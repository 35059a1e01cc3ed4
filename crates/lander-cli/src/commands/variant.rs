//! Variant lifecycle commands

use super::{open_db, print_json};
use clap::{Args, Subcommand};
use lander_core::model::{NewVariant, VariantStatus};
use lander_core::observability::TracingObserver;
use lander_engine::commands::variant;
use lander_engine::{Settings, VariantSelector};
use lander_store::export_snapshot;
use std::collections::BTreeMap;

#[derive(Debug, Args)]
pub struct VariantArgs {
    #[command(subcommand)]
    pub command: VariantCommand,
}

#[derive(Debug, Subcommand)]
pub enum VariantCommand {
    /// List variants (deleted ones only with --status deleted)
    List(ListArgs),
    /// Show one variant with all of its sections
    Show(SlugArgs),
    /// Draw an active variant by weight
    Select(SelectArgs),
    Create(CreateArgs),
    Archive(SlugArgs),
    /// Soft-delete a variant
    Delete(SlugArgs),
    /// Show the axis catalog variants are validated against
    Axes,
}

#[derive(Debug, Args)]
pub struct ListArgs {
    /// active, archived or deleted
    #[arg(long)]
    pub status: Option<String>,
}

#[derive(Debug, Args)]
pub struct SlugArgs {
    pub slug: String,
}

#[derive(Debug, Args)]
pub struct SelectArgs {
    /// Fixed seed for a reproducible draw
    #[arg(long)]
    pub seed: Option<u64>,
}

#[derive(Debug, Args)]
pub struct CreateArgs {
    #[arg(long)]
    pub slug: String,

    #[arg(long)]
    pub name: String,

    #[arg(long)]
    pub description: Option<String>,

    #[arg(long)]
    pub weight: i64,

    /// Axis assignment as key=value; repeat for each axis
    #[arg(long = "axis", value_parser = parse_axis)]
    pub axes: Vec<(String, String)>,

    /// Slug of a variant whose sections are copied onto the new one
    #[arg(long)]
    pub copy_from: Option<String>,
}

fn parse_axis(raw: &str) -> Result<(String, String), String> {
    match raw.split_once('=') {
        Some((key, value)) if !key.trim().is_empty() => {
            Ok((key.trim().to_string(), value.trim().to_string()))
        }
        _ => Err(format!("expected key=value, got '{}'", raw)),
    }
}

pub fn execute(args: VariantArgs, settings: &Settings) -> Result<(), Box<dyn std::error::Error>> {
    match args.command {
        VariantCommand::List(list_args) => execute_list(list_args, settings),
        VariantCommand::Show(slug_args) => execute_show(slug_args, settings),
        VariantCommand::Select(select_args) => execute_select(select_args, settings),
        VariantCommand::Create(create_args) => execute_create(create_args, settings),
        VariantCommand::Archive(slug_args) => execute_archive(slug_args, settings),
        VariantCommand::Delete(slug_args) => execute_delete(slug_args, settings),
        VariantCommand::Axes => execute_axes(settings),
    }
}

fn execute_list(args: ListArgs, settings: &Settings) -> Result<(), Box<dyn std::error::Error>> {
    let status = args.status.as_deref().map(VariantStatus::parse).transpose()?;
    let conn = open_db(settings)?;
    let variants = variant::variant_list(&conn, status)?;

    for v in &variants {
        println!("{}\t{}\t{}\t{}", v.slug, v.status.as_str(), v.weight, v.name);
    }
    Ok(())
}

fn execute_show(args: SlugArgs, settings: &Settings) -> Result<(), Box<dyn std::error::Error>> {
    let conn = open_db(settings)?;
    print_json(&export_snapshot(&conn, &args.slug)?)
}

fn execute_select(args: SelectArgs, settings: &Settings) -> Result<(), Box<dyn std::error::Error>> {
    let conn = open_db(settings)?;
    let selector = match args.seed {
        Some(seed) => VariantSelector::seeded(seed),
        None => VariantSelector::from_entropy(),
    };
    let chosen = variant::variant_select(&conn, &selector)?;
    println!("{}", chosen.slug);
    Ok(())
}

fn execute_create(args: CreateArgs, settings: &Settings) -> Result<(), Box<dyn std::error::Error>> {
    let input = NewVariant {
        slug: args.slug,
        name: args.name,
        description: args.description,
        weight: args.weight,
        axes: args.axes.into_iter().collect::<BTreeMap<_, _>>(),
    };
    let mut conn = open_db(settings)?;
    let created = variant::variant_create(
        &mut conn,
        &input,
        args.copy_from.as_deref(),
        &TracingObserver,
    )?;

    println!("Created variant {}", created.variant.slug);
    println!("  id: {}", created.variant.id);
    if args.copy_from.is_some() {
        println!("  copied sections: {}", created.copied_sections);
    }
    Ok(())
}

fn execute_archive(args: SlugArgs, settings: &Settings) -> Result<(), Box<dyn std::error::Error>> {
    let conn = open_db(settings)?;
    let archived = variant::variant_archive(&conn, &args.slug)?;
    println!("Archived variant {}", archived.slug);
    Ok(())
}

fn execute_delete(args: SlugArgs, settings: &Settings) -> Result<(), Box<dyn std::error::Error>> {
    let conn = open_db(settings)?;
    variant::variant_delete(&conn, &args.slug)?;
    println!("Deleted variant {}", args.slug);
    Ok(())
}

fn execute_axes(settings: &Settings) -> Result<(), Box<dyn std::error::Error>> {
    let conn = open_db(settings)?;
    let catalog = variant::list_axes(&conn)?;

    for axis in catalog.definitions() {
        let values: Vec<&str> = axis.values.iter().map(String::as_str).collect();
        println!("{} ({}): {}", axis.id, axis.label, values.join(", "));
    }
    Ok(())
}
....
• **THE PROBLEM**:
What is wanted is one number: how many lines in the listing hold the string "sections".

• **TASK SOLUTION**:
3